| Your goal |
Show only those lines of the entries where the string "GuidDeclaration" is found.

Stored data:
'''

//! Package declaration table
//!
//! Read-only view of one package: GUID/PPI/protocol declarations, library
//! class headers, PCD declarations and the modules the package contains.
//! Built once from a [`PackageDescriptor`] and never mutated by the resolver.

use std::collections::BTreeMap;
use std::path::{Path, PathBuf};

use uguid::Guid;

use crate::core::ids::{guid_text, parse_guid, ModuleId, PackageId, NULL_GUID};
use crate::core::package::{GuidDeclaration, PackageDescriptor, PcdDeclaration};
use crate::core::token::Token;
use crate::core::types::{DatumType, PcdType};
use crate::error::PackageError;

/// A named GUID value
#[derive(Debug, Clone, PartialEq, Eq)]
pub struct DeclaredGuid {
    pub c_name: String,
    pub guid: Guid,
}

/// Validated PCD declaration
#[derive(Debug, Clone, PartialEq, Eq)]
pub struct DeclaredPcd {
    pub c_name: String,
    pub token_space_guid: Guid,
    pub token_number: Option<u32>,
    pub datum_type: DatumType,
    pub default_value: Option<String>,
    pub datum_size: Option<u32>,
    /// Allowed item types, empty when any is allowed
    pub supported_types: Vec<PcdType>,
}

impl DeclaredPcd {
    /// Whether a platform may use this PCD as `item_type`
    pub fn supports(&self, item_type: PcdType) -> bool {
        self.supported_types.is_empty() || self.supported_types.contains(&item_type)
    }
}

/// A module contained in the package
#[derive(Debug, Clone, PartialEq, Eq)]
pub struct ModuleEntry {
    pub id: ModuleId,
    /// Descriptor location
    pub path: PathBuf,
}

/// Declaration table of one package
#[derive(Debug, Clone)]
pub struct PackageDeclarationTable {
    id: PackageId,
    dir: PathBuf,
    guids: BTreeMap<String, DeclaredGuid>,
    ppis: BTreeMap<String, DeclaredGuid>,
    protocols: BTreeMap<String, DeclaredGuid>,
    library_classes: BTreeMap<String, Vec<String>>,
    package_headers: BTreeMap<String, String>,
    /// PCD declarations by token primary key
    pcds: BTreeMap<String, DeclaredPcd>,
    /// Modules by `(guid, version)`
    modules: BTreeMap<(String, String), ModuleEntry>,
}

/// Whether `name` is a valid C identifier
pub fn is_c_identifier(name: &str) -> bool {
    let mut chars = name.chars();
    chars
        .next()
        .is_some_and(|c| c.is_ascii_alphabetic() || c == '_')
        && chars.all(|c| c.is_ascii_alphanumeric() || c == '_')
}

impl PackageDeclarationTable {
    /// Build a table for the package rooted at `dir`
    ///
    /// Modules are added separately with [`Self::add_module`] once their
    /// descriptors are parsed.
    pub fn from_descriptor(dir: &Path, desc: &PackageDescriptor) -> Result<Self, PackageError> {
        let name = desc.package.name.clone();
        let guid = parse_guid(&desc.package.guid).map_err(|source| PackageError::Id {
            package: name.clone(),
            source,
        })?;

        let mut table = Self {
            id: PackageId {
                name,
                guid,
                version: desc.package.version.clone(),
            },
            dir: dir.to_path_buf(),
            guids: BTreeMap::new(),
            ppis: BTreeMap::new(),
            protocols: BTreeMap::new(),
            library_classes: desc
                .library_classes
                .iter()
                .map(|(class, decl)| (class.clone(), decl.headers.clone()))
                .collect(),
            package_headers: desc.package_headers.clone(),
            pcds: BTreeMap::new(),
            modules: BTreeMap::new(),
        };

        table.guids = table.declare_guids(&desc.guids)?;
        table.ppis = table.declare_guids(&desc.ppis)?;
        table.protocols = table.declare_guids(&desc.protocols)?;

        for decl in &desc.pcds {
            let pcd = table.declare_pcd(decl)?;
            let key = Token::primary_key(&pcd.c_name, &pcd.token_space_guid, &NULL_GUID);
            if table.pcds.contains_key(&key) {
                return Err(PackageError::DuplicatePcd {
                    package: table.id.name.clone(),
                    c_name: pcd.c_name,
                });
            }
            table.pcds.insert(key, pcd);
        }

        Ok(table)
    }

    fn invalid(&self, name: &str, reason: impl Into<String>) -> PackageError {
        PackageError::InvalidDeclaration {
            package: self.id.name.clone(),
            name: name.to_string(),
            reason: reason.into(),
        }
    }

    fn declare_guids(
        &self,
        decls: &BTreeMap<String, GuidDeclaration>,
    ) -> Result<BTreeMap<String, DeclaredGuid>, PackageError> {
        decls
            .iter()
            .map(|(name, decl)| {
                let guid = parse_guid(&decl.guid)
                    .map_err(|_| self.invalid(name, format!("bad GUID '{}'", decl.guid)))?;
                Ok((
                    name.clone(),
                    DeclaredGuid {
                        c_name: decl.c_name.clone(),
                        guid,
                    },
                ))
            })
            .collect()
    }

    fn declare_pcd(&self, decl: &PcdDeclaration) -> Result<DeclaredPcd, PackageError> {
        if !is_c_identifier(&decl.c_name) {
            return Err(self.invalid(&decl.c_name, "not a valid C identifier"));
        }

        let token_space_guid = parse_guid(&decl.token_space_guid).map_err(|_| {
            self.invalid(
                &decl.c_name,
                format!("bad token space GUID '{}'", decl.token_space_guid),
            )
        })?;

        let datum_type = DatumType::from_name(&decl.datum_type);
        if !datum_type.is_valid() {
            return Err(self.invalid(
                &decl.c_name,
                format!("unknown datum type '{}'", decl.datum_type),
            ));
        }

        let mut supported_types = Vec::with_capacity(decl.supported_types.len());
        for name in &decl.supported_types {
            let item_type = PcdType::from_name(name);
            if !item_type.is_valid() {
                return Err(self.invalid(&decl.c_name, format!("unknown item type '{name}'")));
            }
            supported_types.push(item_type);
        }

        Ok(DeclaredPcd {
            c_name: decl.c_name.clone(),
            token_space_guid,
            token_number: decl.token,
            datum_type,
            default_value: decl.default_value.clone(),
            datum_size: decl.datum_size.or_else(|| datum_type.fixed_size()),
            supported_types,
        })
    }

    /// Register a module contained in this package
    ///
    /// Two modules with the same GUID and version are a fatal error.
    pub fn add_module(&mut self, id: ModuleId, path: PathBuf) -> Result<(), PackageError> {
        let key = (guid_text(&id.guid), id.version.clone());
        if let Some(existing) = self.modules.get(&key) {
            return Err(PackageError::DuplicateModule {
                package: self.id.name.clone(),
                first: existing.path.clone(),
                second: path,
            });
        }
        self.modules.insert(key, ModuleEntry { id, path });
        Ok(())
    }

    /// Package identity
    pub fn id(&self) -> &PackageId {
        &self.id
    }

    /// Package directory
    pub fn dir(&self) -> &Path {
        &self.dir
    }

    /// GUID declaration by name
    pub fn guid(&self, name: &str) -> Option<&DeclaredGuid> {
        self.guids.get(name)
    }

    /// PPI declaration by name
    pub fn ppi(&self, name: &str) -> Option<&DeclaredGuid> {
        self.ppis.get(name)
    }

    /// Protocol declaration by name
    pub fn protocol(&self, name: &str) -> Option<&DeclaredGuid> {
        self.protocols.get(name)
    }

    /// Find any GUID, PPI or protocol declaration by its C name
    pub fn guid_by_c_name(&self, c_name: &str) -> Option<&DeclaredGuid> {
        self.guids
            .values()
            .chain(self.ppis.values())
            .chain(self.protocols.values())
            .find(|decl| decl.c_name == c_name)
    }

    /// Header paths of a library class, joined to the package directory
    pub fn library_class_headers(&self, class: &str) -> Option<Vec<PathBuf>> {
        self.library_classes
            .get(class)
            .map(|headers| headers.iter().map(|h| self.dir.join(h)).collect())
    }

    /// Library classes declared by this package
    pub fn library_classes(&self) -> impl Iterator<Item = &str> + '_ {
        self.library_classes.keys().map(String::as_str)
    }

    /// Package header for a module type, joined to the package directory
    pub fn package_header(&self, module_type: &str) -> Option<PathBuf> {
        self.package_headers
            .get(module_type)
            .map(|header| self.dir.join(header))
    }

    /// Contained modules, ordered by GUID then version
    pub fn modules(&self) -> impl Iterator<Item = &ModuleId> + '_ {
        self.modules.values().map(|entry| &entry.id)
    }

    /// Number of contained modules
    pub fn module_count(&self) -> usize {
        self.modules.len()
    }

    /// Descriptor location of a contained module
    pub fn module_file(&self, guid: &Guid, version: &str) -> Option<&Path> {
        self.modules
            .get(&(guid_text(guid), version.to_string()))
            .map(|entry| entry.path.as_path())
    }

    /// PCD declaration by C name and token space
    pub fn pcd(&self, c_name: &str, token_space_guid: &Guid) -> Option<&DeclaredPcd> {
        self.pcds
            .get(&Token::primary_key(c_name, token_space_guid, &NULL_GUID))
    }

    /// All PCD declarations, ordered by primary key
    pub fn pcds(&self) -> impl Iterator<Item = &DeclaredPcd> + '_ {
        self.pcds.values()
    }
}
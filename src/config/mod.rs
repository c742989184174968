//! Configuration and constants
//!
//! - [`defaults`] - Default values and well-known names

pub mod defaults;
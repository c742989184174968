//! Token registry
//!
//! Holds every PCD token of one platform, keyed by primary key. Tokens are
//! created from package declarations, enriched with one usage instance per
//! module that uses them, then finalized from platform settings.

use std::collections::BTreeMap;

use tracing::{debug, info};
use uguid::Guid;

use crate::core::ids::{guid_text, NULL_GUID};
use crate::core::module::PcdUsage;
use crate::core::package_table::DeclaredPcd;
use crate::core::platform::{DynamicPcdSetting, Platform, PlatformModule};
use crate::core::token::{Token, UsageInstance};
use crate::core::types::PcdType;
use crate::core::workspace::Workspace;
use crate::error::{PlatformError, TokenError};

/// All tokens of a platform by primary key
#[derive(Debug, Clone, Default)]
pub struct TokenRegistry {
    tokens: BTreeMap<String, Token>,
}

impl TokenRegistry {
    /// Create an empty registry
    pub fn new() -> Self {
        Self::default()
    }

    /// Number of tokens
    pub fn len(&self) -> usize {
        self.tokens.len()
    }

    /// Whether the registry holds no tokens
    pub fn is_empty(&self) -> bool {
        self.tokens.is_empty()
    }

    /// Token by primary key
    pub fn get(&self, primary_key: &str) -> Option<&Token> {
        self.tokens.get(primary_key)
    }

    /// Token by C name and declared token space
    pub fn find(&self, c_name: &str, token_space_guid: &Guid) -> Option<&Token> {
        self.tokens
            .get(&Token::primary_key(c_name, token_space_guid, &NULL_GUID))
            .filter(|t| t.token_space_guid == *token_space_guid)
            .or_else(|| {
                self.tokens
                    .values()
                    .find(|t| t.c_name == c_name && t.token_space_guid == *token_space_guid)
            })
    }

    fn find_key(&self, c_name: &str, token_space_guid: &Guid) -> Option<String> {
        self.find(c_name, token_space_guid).map(Token::key)
    }

    /// Insert a token unless one with the same primary key exists
    ///
    /// Returns the registered token either way.
    pub fn declare(&mut self, token: Token) -> &mut Token {
        self.tokens.entry(token.key()).or_insert(token)
    }

    /// Tokens in primary key order
    pub fn iter(&self) -> impl Iterator<Item = &Token> + '_ {
        self.tokens.values()
    }

    /// Tokens a module produces or consumes
    pub fn tokens_for_module<'a>(&'a self, module_name: &'a str) -> impl Iterator<Item = &'a Token> + 'a {
        self.tokens
            .values()
            .filter(move |t| t.usage_instance_for_module(module_name).is_some())
    }

    /// Collect the tokens of every module a platform builds
    ///
    /// Each platform module and each of its library instances contributes a
    /// usage instance for every PCD it lists. Platform build definitions and
    /// dynamic settings are applied afterwards.
    pub fn collect(workspace: &Workspace, platform: &Platform) -> Result<Self, PlatformError> {
        platform.verify(workspace)?;

        let pcd_err = |source: TokenError| PlatformError::Pcd {
            platform: platform.name.clone(),
            source,
        };

        let mut registry = Self::new();
        for entry in &platform.modules {
            let preferred = workspace.dependency_packages(&entry.key);
            let users = std::iter::once(&entry.key).chain(entry.library_instances.iter());

            for user in users {
                let Some(info) = workspace.module(user) else {
                    continue;
                };
                for pcd in &info.pcds {
                    let (_, decl) = workspace
                        .find_pcd_declaration(&pcd.c_name, &pcd.token_space_guid, &preferred)
                        .ok_or_else(|| {
                            pcd_err(TokenError::Undeclared {
                                c_name: pcd.c_name.clone(),
                                token_space: guid_text(&pcd.token_space_guid),
                            })
                        })?;
                    registry
                        .enrich(&info.id.name, pcd, decl, entry)
                        .map_err(pcd_err)?;
                }
            }
        }

        for setting in &platform.dynamic_pcds {
            registry
                .finalize_dynamic(workspace, setting)
                .map_err(pcd_err)?;
        }

        info!(
            "Collected {} token(s) for platform '{}'",
            registry.len(),
            platform.name
        );
        Ok(registry)
    }

    fn enrich(
        &mut self,
        module_name: &str,
        pcd: &PcdUsage,
        decl: &DeclaredPcd,
        entry: &PlatformModule,
    ) -> Result<(), TokenError> {
        let build = entry.pcd(&pcd.c_name, &pcd.token_space_guid);
        let item_type = build.map_or(pcd.item_type, |b| b.item_type);

        if !decl.supports(item_type) {
            return Err(TokenError::UnsupportedItemType {
                c_name: pcd.c_name.clone(),
                item_type: item_type.to_string(),
                supported: decl.supported_types.iter().map(ToString::to_string).collect(),
            });
        }

        let key = self
            .find_key(&pcd.c_name, &pcd.token_space_guid)
            .unwrap_or_else(|| Token::primary_key(&pcd.c_name, &pcd.token_space_guid, &NULL_GUID));
        let token = self
            .tokens
            .entry(key)
            .or_insert_with(|| Self::token_from_declaration(decl));

        if token.pcd_type == PcdType::Unknown {
            token.pcd_type = item_type;
        } else if token.pcd_type != item_type {
            return Err(TokenError::ItemTypeConflict {
                c_name: pcd.c_name.clone(),
                existing: token.pcd_type.to_string(),
                requested: item_type.to_string(),
                module: module_name.to_string(),
            });
        }

        token.add_usage_instance(UsageInstance::new(module_name, pcd.usage));

        if let Some(build) = build {
            token.is_platform = true;
            if token.datum.is_none() {
                token.datum = build.value.clone();
            }
            if let Some(number) = build.token {
                token.assigned_token_number = number;
            }
        }
        debug!("Token {} used by {} as {}", token.key(), module_name, pcd.usage);
        Ok(())
    }

    fn token_from_declaration(decl: &DeclaredPcd) -> Token {
        let mut token = Token::new(decl.c_name.clone(), Some(decl.token_space_guid), None);
        token.token_number = decl.token_number.unwrap_or_default();
        token.assigned_token_number = token.token_number;
        token.datum_type = decl.datum_type;
        token.datum_size = decl.datum_size;
        token.default_value = decl.default_value.clone();
        token.supported_pcd_types = decl.supported_types.clone();
        token
    }

    fn finalize_dynamic(
        &mut self,
        workspace: &Workspace,
        setting: &DynamicPcdSetting,
    ) -> Result<(), TokenError> {
        let old_key = match self.find_key(&setting.c_name, &setting.token_space_guid) {
            Some(key) => key,
            None => {
                let (_, decl) = workspace
                    .find_pcd_declaration(&setting.c_name, &setting.token_space_guid, &[])
                    .ok_or_else(|| TokenError::Undeclared {
                        c_name: setting.c_name.clone(),
                        token_space: guid_text(&setting.token_space_guid),
                    })?;
                let token = Self::token_from_declaration(decl);
                let key = token.key();
                if self.tokens.contains_key(&key) {
                    return Err(TokenError::DuplicateKey {
                        c_name: setting.c_name.clone(),
                        key,
                    });
                }
                self.tokens.insert(key.clone(), token);
                key
            }
        };

        let Some(mut token) = self.tokens.remove(&old_key) else {
            return Ok(());
        };

        let new_key = Token::primary_key(
            &token.c_name,
            &token.token_space_guid,
            &setting.assigned_token_space_guid,
        );
        if new_key != old_key && self.tokens.contains_key(&new_key) {
            let duplicate = TokenError::DuplicateKey {
                c_name: token.c_name.clone(),
                key: new_key,
            };
            self.tokens.insert(old_key, token);
            return Err(duplicate);
        }

        match token.pcd_type {
            PcdType::Unknown => token.pcd_type = PcdType::Dynamic,
            t if t.is_dynamic() => {}
            other => {
                let conflict = TokenError::ItemTypeConflict {
                    c_name: token.c_name.clone(),
                    existing: other.to_string(),
                    requested: PcdType::Dynamic.to_string(),
                    module: "<platform>".to_string(),
                };
                self.tokens.insert(old_key, token);
                return Err(conflict);
            }
        }

        token.is_platform = true;
        token.assigned_token_space_guid = setting.assigned_token_space_guid;
        if let Some(number) = setting.token_number {
            token.assigned_token_number = number;
        }
        if setting.datum.is_some() {
            token.datum = setting.datum.clone();
        }
        token.sku_id = setting.sku_id;
        token.max_sku_count = setting.max_sku_count;
        token.sku_data = setting.sku_data.clone();
        token.sku_enabled = !token.sku_data.is_empty();
        token.sku_data_array_enabled = token.sku_data.len() > 1;
        token.hii = setting.hii.clone();
        token.vpd_offset = setting.vpd_offset;

        debug!("Finalized dynamic token {}", token.key());
        self.tokens.insert(token.key(), token);
        Ok(())
    }
}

'''

| Response |
use crate::core::package::{GuidDeclaration, PackageDescriptor, PcdDeclaration};
        decls: &BTreeMap<String, GuidDeclaration>,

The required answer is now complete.